-- What is expected --
Let the line containing "synth.spoken() == vec![PROMPT_ADVICE]" serve as the first line of the answer and the final line of the entries as its last, with every line between copied exactly.
[Opening Records to use section]
//! End-to-end orchestrator flows: recording surface, mock chat backend,
//! fake image backend and scripted speech input.

use crate::helpers::{
    Harness, RecordingSurface, RecordingSynth, SurfaceEvent, harness, harness_with_synth,
    ndjson_body, tick_until, wait_until,
};
use cithia::audio::capture::{FrameSource, OpenedSource};
use cithia::pipeline::messages::TaskKind;
use cithia::pipeline::orchestrator::{IMAGE_STARTED_REPLY, IMAGE_TIPS_QUESTION, PROMPT_ADVICE};
use cithia::stt::{DecodeEvent, SpeechDecoder};
use cithia::{AssistantConfig, AssistantError, Orchestrator, Role, Submission, UserAction};
use serde_json::json;
use std::time::Duration;
use wiremock::matchers::{body_partial_json, method, path};
use wiremock::{Mock, MockServer, ResponseTemplate};

fn start_server(runtime: &tokio::runtime::Runtime) -> MockServer {
    runtime.block_on(MockServer::start())
}

fn mount_reply(runtime: &tokio::runtime::Runtime, server: &MockServer, prompt: &str, fragments: &[&str]) {
    runtime.block_on(
        Mock::given(method("POST"))
            .and(path("/api/generate"))
            .and(body_partial_json(json!({ "prompt": prompt })))
            .respond_with(
                ResponseTemplate::new(200)
                    .set_body_raw(ndjson_body(fragments), "application/x-ndjson"),
            )
            .mount(server),
    );
}

fn chat_config(server: &MockServer) -> AssistantConfig {
    let mut config = AssistantConfig::default();
    config.llm.api_url = server.uri();
    config
}

fn chat_idle(orchestrator: &Orchestrator<RecordingSurface>) -> bool {
    !orchestrator.is_running(TaskKind::ChatStreaming)
}

#[test]
fn hello_streams_hi_there_into_memory_and_speech() {
    let runtime = tokio::runtime::Runtime::new().unwrap();
    let server = start_server(&runtime);
    mount_reply(&runtime, &server, "\nUser: Hello\nBot:", &["Hi", " there"]);
    let Harness {
        mut orchestrator,
        synth,
        output,
        runtime: _runtime,
        ..
    } = harness(runtime, chat_config(&server));

    assert_eq!(orchestrator.submit_text("Hello"), Submission::ChatStarted);
    assert_eq!(
        orchestrator.surface().events[..2],
        [
            SurfaceEvent::Append(Role::User, "Hello".into()),
            SurfaceEvent::Append(Role::Bot, String::new()),
        ]
    );

    tick_until(&mut orchestrator, chat_idle);

    assert_eq!(orchestrator.surface().last_message_text(), Some("Hi there"));
    let turns = orchestrator.memory().turns();
    assert_eq!(turns.len(), 2);
    assert_eq!((turns[0].role(), turns[0].text()), (Role::User, "Hello"));
    assert_eq!((turns[1].role(), turns[1].text()), (Role::Bot, "Hi there"));
    assert!(wait_until(Duration::from_secs(2), || synth.spoken() == vec!["Hi there"]));
    assert!(wait_until(Duration::from_secs(2), || output.log() == vec!["start speech-0.wav"]));
}

#[test]
fn follow_up_sends_history_once() {
    let runtime = tokio::runtime::Runtime::new().unwrap();
    let server = start_server(&runtime);
    mount_reply(&runtime, &server, "\nUser: Hello\nBot:", &["Hi there"]);
    mount_reply(
        &runtime,
        &server,
        "User: Hello\nBot: Hi there\nUser: And you?\nBot:",
        &["Fine."],
    );
    let Harness {
        mut orchestrator,
        runtime,
        ..
    } = harness(runtime, chat_config(&server));

    orchestrator.submit_text("Hello");
    tick_until(&mut orchestrator, chat_idle);
    orchestrator.submit_text("And you?");
    tick_until(&mut orchestrator, chat_idle);

    assert_eq!(orchestrator.memory().last().unwrap().text(), "Fine.");
    let requests = runtime.block_on(server.received_requests()).unwrap();
    assert_eq!(requests.len(), 2);
}

#[test]
fn second_message_is_rejected_while_streaming() {
    let runtime = tokio::runtime::Runtime::new().unwrap();
    let server = start_server(&runtime);
    runtime.block_on(
        Mock::given(method("POST"))
            .and(path("/api/generate"))
            .respond_with(
                ResponseTemplate::new(200)
                    .set_body_raw(ndjson_body(&["slow answer"]), "application/x-ndjson")
                    .set_delay(Duration::from_millis(300)),
            )
            .mount(&server),
    );
    let Harness {
        mut orchestrator,
        runtime,
        ..
    } = harness(runtime, chat_config(&server));

    assert_eq!(orchestrator.submit_text("one"), Submission::ChatStarted);
    orchestrator.tick();
    assert_eq!(
        orchestrator.submit_text("two"),
        Submission::Rejected(TaskKind::ChatStreaming)
    );
    tick_until(&mut orchestrator, chat_idle);

    let texts: Vec<&str> = orchestrator
        .memory()
        .turns()
        .iter()
        .map(|t| t.text())
        .collect();
    assert_eq!(texts, vec!["one", "slow answer"]);
    let requests = runtime.block_on(server.received_requests()).unwrap();
    assert_eq!(requests.len(), 1);
    assert_eq!(orchestrator.surface().appended(Role::System).len(), 1);
}

#[test]
fn backend_error_shows_one_message_and_stays_silent() {
    let runtime = tokio::runtime::Runtime::new().unwrap();
    let server = start_server(&runtime);
    runtime.block_on(
        Mock::given(method("POST"))
            .and(path("/api/generate"))
            .respond_with(ResponseTemplate::new(500).set_body_string("boom"))
            .mount(&server),
    );
    let Harness {
        mut orchestrator,
        synth,
        runtime: _runtime,
        ..
    } = harness(runtime, chat_config(&server));

    orchestrator.submit_text("Hello");
    tick_until(&mut orchestrator, chat_idle);
    for _ in 0..3 {
        orchestrator.tick();
    }

    let errors: Vec<_> = orchestrator
        .surface()
        .events
        .iter()
        .filter(|e| matches!(e, SurfaceEvent::Replace(t) if t.contains("500")))
        .collect();
    assert_eq!(errors.len(), 1);
    assert_eq!(orchestrator.memory().len(), 1);
    std::thread::sleep(Duration::from_millis(50));
    assert!(synth.spoken().is_empty());
}

#[cfg(unix)]
#[test]
fn red_balloon_image_is_generated_and_shown() {
    use crate::helpers::{WRITING_BACKEND, fake_image_backend};

    let runtime = tokio::runtime::Runtime::new().unwrap();
    let backend_dir = tempfile::tempdir().unwrap();
    let backend = fake_image_backend(backend_dir.path(), WRITING_BACKEND);
    let mut config = AssistantConfig::default();
    config.image.executable = backend.to_string_lossy().into_owned();
    config.image.output_dir = Some(backend_dir.path().to_path_buf());
    let Harness {
        mut orchestrator,
        synth,
        dir,
        runtime: _runtime,
        ..
    } = harness(runtime, config);

    assert_eq!(
        orchestrator.submit_text("generate image: a red balloon"),
        Submission::ImageStarted
    );
    assert!(
        orchestrator
            .surface()
            .events
            .contains(&SurfaceEvent::Controls(false))
    );
    tick_until(&mut orchestrator, |o| {
        !o.is_running(TaskKind::ImageGeneration)
    });
    for _ in 0..3 {
        orchestrator.tick();
    }

    let prompt = std::fs::read_to_string(backend_dir.path().join("prompt.txt")).unwrap();
    assert_eq!(prompt, "a red balloon");

    let surface = orchestrator.surface();
    let image = orchestrator.last_image().unwrap().to_path_buf();
    assert!(image.is_file());
    assert_eq!(surface.count(&SurfaceEvent::Image(image.clone())), 1);
    assert_eq!(surface.count(&SurfaceEvent::Controls(true)), 1);
    assert!(
        surface
            .appended(Role::Bot)
            .contains(&"Image generated successfully!")
    );

    let memory: Vec<&str> = orchestrator
        .memory()
        .turns()
        .iter()
        .map(|t| t.text())
        .collect();
    assert_eq!(
        memory,
        vec!["generate image: a red balloon", IMAGE_TIPS_QUESTION]
    );
    assert!(wait_until(Duration::from_secs(2), || {
        synth.spoken().iter().any(|s| s == IMAGE_STARTED_REPLY)
    }));

    let saved = dir.path().join("saved.png");
    orchestrator.handle(UserAction::RequestSaveLastImage {
        destination: saved.clone(),
    });
    assert_eq!(std::fs::read(&saved).unwrap(), b"PNG");
}

struct OneFrame;

impl FrameSource for OneFrame {
    fn open(&self) -> cithia::Result<OpenedSource> {
        let (tx, rx) = crossbeam_channel::unbounded();
        tx.send(vec![0i16; 160]).unwrap();
        Ok(OpenedSource::new(rx, tx))
    }
}

struct FixedDecoder(Option<String>);

impl SpeechDecoder for FixedDecoder {
    fn accept_frame(&mut self, _frame: &[i16]) -> cithia::Result<DecodeEvent> {
        match self.0 {
            Some(ref text) => Ok(DecodeEvent::Utterance(text.clone())),
            None => Err(AssistantError::Stt("decoder unavailable".into())),
        }
    }
}

#[test]
fn voice_input_is_submitted_as_chat() {
    let runtime = tokio::runtime::Runtime::new().unwrap();
    let server = start_server(&runtime);
    mount_reply(&runtime, &server, "\nUser: what is rust\nBot:", &["A language."]);
    let Harness {
        orchestrator,
        runtime: _runtime,
        ..
    } = harness(runtime, chat_config(&server));
    let mut orchestrator =
        orchestrator.with_speech_capture(OneFrame, FixedDecoder(Some("what is rust".into())));

    assert!(orchestrator.request_voice_input());
    assert!(!orchestrator.request_voice_input());
    tick_until(&mut orchestrator, |o| {
        !o.is_running(TaskKind::SpeechCapture) && o.memory().len() == 2
    });

    let memory: Vec<&str> = orchestrator
        .memory()
        .turns()
        .iter()
        .map(|t| t.text())
        .collect();
    assert_eq!(memory, vec!["what is rust", "A language."]);
    // The worker is handed back for the next request.
    assert!(orchestrator.request_voice_input());
}

#[test]
fn failed_recognition_takes_no_action() {
    let runtime = tokio::runtime::Runtime::new().unwrap();
    let Harness {
        orchestrator,
        runtime: _runtime,
        ..
    } = harness(runtime, AssistantConfig::default());
    let mut orchestrator = orchestrator.with_speech_capture(OneFrame, FixedDecoder(None));

    assert!(orchestrator.request_voice_input());
    tick_until(&mut orchestrator, |o| !o.is_running(TaskKind::SpeechCapture));

    assert!(orchestrator.memory().is_empty());
    assert!(!orchestrator.is_running(TaskKind::ChatStreaming));
}

#[test]
fn run_loop_processes_actions_until_sender_drops() {
    let runtime = tokio::runtime::Runtime::new().unwrap();
    let Harness {
        mut orchestrator,
        runtime: _runtime,
        ..
    } = harness(runtime, AssistantConfig::default());

    let (tx, rx) = crossbeam_channel::unbounded();
    tx.send(UserAction::SubmitText("please refine prompt".into()))
        .unwrap();
    tx.send(UserAction::SetSpeechOutput(false)).unwrap();
    drop(tx);

    orchestrator.run(&rx, Duration::from_millis(5));

    assert_eq!(orchestrator.memory().len(), 2);
    assert!(!orchestrator.speech_output_enabled());
    assert!(orchestrator.cancel_token().is_cancelled());
}

/// Reply queued for speech, then `interrupt` runs while synthesis is still busy.
fn queued_speech_is_dropped_after(interrupt: impl FnOnce(&mut Orchestrator<RecordingSurface>)) {
    let runtime = tokio::runtime::Runtime::new().unwrap();
    let Harness {
        mut orchestrator,
        synth,
        output,
        runtime: _runtime,
        ..
    } = harness_with_synth(
        runtime,
        AssistantConfig::default(),
        RecordingSynth::slow(Duration::from_millis(200)),
    );

    assert_eq!(orchestrator.submit_text("please refine prompt"), Submission::Answered);
    interrupt(&mut orchestrator);

    assert!(wait_until(Duration::from_secs(2), || {
        synth.spoken() == vec![PROMPT_ADVICE]
    }));
    assert!(wait_until(Duration::from_secs(2), || !synth.file(0).exists()));
    std::thread::sleep(Duration::from_millis(50));
    assert!(output.log().is_empty(), "played: {:?}", output.log());
    assert!(!orchestrator.speaker().playback().is_playing());
}

#[test]
fn disabling_speech_drops_reply_still_synthesizing() {
    queued_speech_is_dropped_after(|o| o.set_speech_output(false));
}

#[test]
fn stop_drops_reply_still_synthesizing() {
    queued_speech_is_dropped_after(|o| o.stop_playback());
}

#[test]
fn speech_after_stop_plays_again() {
    let runtime = tokio::runtime::Runtime::new().unwrap();
    let Harness {
        mut orchestrator,
        output,
        runtime: _runtime,
        ..
    } = harness(runtime, AssistantConfig::default());

    orchestrator.stop_playback();
    orchestrator.submit_text("please refine prompt");

    assert!(wait_until(Duration::from_secs(2), || {
        output.log() == vec!["start speech-0.wav"]
    }));
}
[Closing Records to use section]
-- Result --
        synth.spoken() == vec![PROMPT_ADVICE]
    }));
    assert!(wait_until(Duration::from_secs(2), || !synth.file(0).exists()));
    std::thread::sleep(Duration::from_millis(50));
    assert!(output.log().is_empty(), "played: {:?}", output.log());
    assert!(!orchestrator.speaker().playback().is_playing());
}

#[test]
fn disabling_speech_drops_reply_still_synthesizing() {
    queued_speech_is_dropped_after(|o| o.set_speech_output(false));
}

#[test]
fn stop_drops_reply_still_synthesizing() {
    queued_speech_is_dropped_after(|o| o.stop_playback());
}

#[test]
fn speech_after_stop_plays_again() {
    let runtime = tokio::runtime::Runtime::new().unwrap();
    let Harness {
        mut orchestrator,
        output,
        runtime: _runtime,
        ..
    } = harness(runtime, AssistantConfig::default());

    orchestrator.stop_playback();
    orchestrator.submit_text("please refine prompt");

    assert!(wait_until(Duration::from_secs(2), || {
        output.log() == vec!["start speech-0.wav"]
    }));
}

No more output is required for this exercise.